The discovery of hyperaccumulating plants lead to the use of plants in remediation and to establishment of the phytoremediation as a new technique. Presently, over 400 species are known to be able to accumulate heavy metals at levels several times higher than non-accumulators (Baker et al. 2000; Verbruggen et al. 2009). It is a convenient and economically feasible technique to extract precious metals such as nickel; However, the use of hyperaccumulators in places such as industrial wastes, where the content of metals is very high would take a very long time. The options and possibilities of phytoextraction have been recently reviewed by Ernst (2005). Microbes such as mycorrhizal fungi were also found to be useful in phytoextraction of nickel (Turnau and Mesjasz-Przybylowicz 2003; Wu et al. 2007; Lopes de Andrade et al. 2008).

12 Conclusions

Phytoremediation of heavy metal contaminated areas is a very complex aim and it cannot be reached only by using a single plant species (what is often the case of large industrial wastes). To stimulate and to build a sustainable plant community, a selected array of various plant species is needed that can stimulate the wide range of soil biota. Industrial wastes are often limited by insufficient microbial populations (Haferburg and Kothe 2007). As shown above there are many possibilities to select appropriate strains of fungi, however, for each particular waste it seems to be necessary to optimize both, AMF and plant species/varieties, clones to create sustainable plant communities. There are still many additional possibilities to improve plant growth by adding inoculation with N-fixing bacteria, actinomycetes, cyanobacteria or shoot endophytes as recently reviewed by Lafferty Doty (2008). More work is therefore needed on plant and microbe selection, optimization of irrigation and amendments, evaluation of root capability and estimation of the risk connected with various ranges of heavy metal uptake into the shoots. More care should be also paid to mixed application of herbs and trees. While trees could influence water uptake from deeper layers of substratum, herbs building abundant AMF could respond by higher substratum aggregation (Hallett et al. 2009).
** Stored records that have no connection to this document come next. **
//! Robots.txt parser
//!
//! Parses robots.txt content into a [`RobotsRules`] for one user agent.
//! Rules are grouped by `User-Agent`; a group is active when one of its
//! agents is `*` or equals the crawler's user agent. Consecutive
//! `User-Agent` lines belong to the same group, and directives appearing
//! before any `User-Agent` line belong to no group.

use crate::robots::RobotsRules;
use crate::url::normalize;

/// Parses robots.txt content for the given user agent.
pub fn parse_robots(content: &str, user_agent: &str) -> RobotsRules {
    let mut rules = RobotsRules::default();
    let ua_lower = user_agent.to_lowercase();

    let mut group_agents: Vec<String> = Vec::new();
    let mut in_group_header = false;
    let mut seen_any_group = false;

    for line in content.lines() {
        // Strip inline comments, then whitespace.
        let line = line.split('#').next().unwrap_or("");
        let trimmed = line.trim();
        if trimmed.is_empty() {
            continue;
        }

        let Some((key, value)) = trimmed.split_once(':') else {
            continue;
        };
        let key = key.trim().to_lowercase();
        let value = value.trim();

        if key == "user-agent" {
            if !in_group_header {
                group_agents.clear();
            }
            group_agents.push(value.to_lowercase());
            in_group_header = true;
            seen_any_group = true;
            continue;
        }
        in_group_header = false;

        // Sitemap directives apply to the whole document, not a group.
        if key == "sitemap" {
            if let Some(url) = normalize(value, None) {
                rules.sitemaps.push(url);
            }
            continue;
        }

        let active = seen_any_group
            && group_agents
                .iter()
                .any(|agent| agent == "*" || agent == &ua_lower);
        if !active {
            continue;
        }

        match key.as_str() {
            "allow" => rules.allow.push(with_leading_slash(value)),
            "disallow" => rules.disallow.push(with_leading_slash(value)),
            "crawl-delay" => {
                if let Ok(seconds) = value.parse::<f64>() {
                    if seconds.is_finite() && seconds >= 0.0 {
                        rules.crawl_delay_ms = Some((seconds * 1000.0).round() as u64);
                    }
                }
            }
            _ => {}
        }
    }

    rules
}

fn with_leading_slash(path: &str) -> String {
    if path.starts_with('/') {
        path.to_string()
    } else {
        format!("/{}", path)
    }
}
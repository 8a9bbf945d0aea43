//! SQLite store implementation
//!
//! One `Store` wraps one rusqlite connection. Writes are short statements
//! or small transactions; WAL journaling lets concurrent readers proceed.

use crate::config::CrawlOptions;
use crate::extract::Page;
use crate::ids::sha256_16;
use crate::storage::{
    initialize_schema, ActionLogRecord, CrawlJobRecord, CrawlJobStatus, JobStatus,
    QueueItemRecord, QueueItemStatus, QueueStats, SearchHit, SessionRecord,
    DEFAULT_RETRY_DELAY_MS, MAX_ITEM_RETRIES,
};
use crate::{Result, WebxError};
use chrono::Utc;
use rusqlite::{params, Connection, OptionalExtension, TransactionBehavior};
use std::path::Path;

/// Durable storage backend for pages, jobs, queues, and sessions.
pub struct Store {
    conn: Connection,
}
Phytostabilization should be the way to protect the wastes from erosion and in the meantime further technologies concerning the recovery of metals from solids should be developed, as reviewed by Krebs et al. (1997).

Optimizing practical applications of phytoremediation may result not only in stabilization of the ground but can also create an interesting area that supports the survival of rare and interesting plants. Still, this kind of depositions should be always carefully monitored and should never be considered as safe and stable.